If you used an OTO (drops turn yellow when chlorine is present) tester, and your pool water sample did NOT turn yellow . . . you have no chlorine in the pool. OTO is not expensive, but it's extremely reliable: no yellow = no chlorine PERIOD. If you want to 'check' your tester, draw a gallon of tap water, add 1/2 teaspoon of bleach, mix, and test: you should see an orange sample result.
By the way, this is what an OTO/phenol red kit looks like:
and, if you click the picture, it will take you to a high quality (Taylor) K1000 kit. Shipping is as much as the kit, but if you can't find one that works locally, order that one.
If you were trying to distinguish "free" chlorine from "combined" chlorine . . . you're not ready to pursue that, yet.
Test strips are VERY un-reliable.

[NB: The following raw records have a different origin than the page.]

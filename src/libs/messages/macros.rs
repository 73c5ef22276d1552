//! Message display macros.
//!
//! Each macro routes its message either to `tracing` (debug mode) or to
//! plain console output. Debug mode is on when `TASKMASTER_DEBUG` or
//! `RUST_LOG` is set; the binary installs a `tracing-subscriber` in the same
//! case, so debug output always has somewhere to go.
//!
//! ```rust
//! use taskmaster::{msg_info, msg_success};
//! use taskmaster::libs::messages::Message;
//!
//! msg_success!(Message::TaskAdded("t-1".to_string()));
//! msg_info!(Message::NothingToClear);
//! ```

use std::sync::OnceLock;

static DEBUG_MODE: OnceLock<bool> = OnceLock::new();

/// Returns whether debug output is enabled. Checked once per process.
#[doc(hidden)]
pub fn is_debug_mode() -> bool {
    *DEBUG_MODE.get_or_init(|| std::env::var("TASKMASTER_DEBUG").is_ok() || std::env::var("RUST_LOG").is_ok())
}

/// Prints a message as-is.
#[macro_export]
macro_rules! msg_print {
    ($msg:expr) => {
        if $crate::libs::messages::macros::is_debug_mode() {
            tracing::info!("{}", $msg);
        } else {
            println!("{}", $msg);
        }
    };
    ($msg:expr, true) => {
        if $crate::libs::messages::macros::is_debug_mode() {
            tracing::info!("\n{}\n", $msg);
        } else {
            println!("\n{}\n", $msg);
        }
    };
}

#[macro_export]
macro_rules! msg_success {
    ($msg:expr) => {
        if $crate::libs::messages::macros::is_debug_mode() {
            tracing::info!("✅ {}", $msg);
        } else {
            println!("✅ {}", $msg);
        }
    };
}

/// Prints an error message; stderr in normal mode.
#[macro_export]
macro_rules! msg_error {
    ($msg:expr) => {
        if $crate::libs::messages::macros::is_debug_mode() {
            tracing::error!("❌ {}", $msg);
        } else {
            eprintln!("❌ {}", $msg);
        }
    };
}

#[macro_export]
macro_rules! msg_warning {
    ($msg:expr) => {
        if $crate::libs::messages::macros::is_debug_mode() {
            tracing::warn!("⚠️ {}", $msg);
        } else {
            println!("⚠️ {}", $msg);
        }
    };
}

#[macro_export]
macro_rules! msg_info {
    ($msg:expr) => {
        if $crate::libs::messages::macros::is_debug_mode() {
            tracing::info!("ℹ️ {}", $msg);
        } else {
            println!("ℹ️ {}", $msg);
        }
    };
}

/// Debug-only message; prints nothing outside debug mode.
#[macro_export]
macro_rules! msg_debug {
    ($msg:expr) => {
        if $crate::libs::messages::macros::is_debug_mode() {
            tracing::debug!("🔍 {}", $msg);
        }
    };
}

Dealer read strips are sometimes more reliable, but stay away from BioLab stores if possible.
Stabilizer is, more or less, permanent UNLESS a biofilm (algae+bacteria community) develops that EATS stabilizer. You do NOT want this to happen, since the bacteria that eat stabilizer, often 'poop' ammonia, and it takes HUGE amounts of chlorine to get rid of the ammonia.
However, right now, we're still at square one: we need a valid OTO chlorine reading, and a valid phenol red pH reading!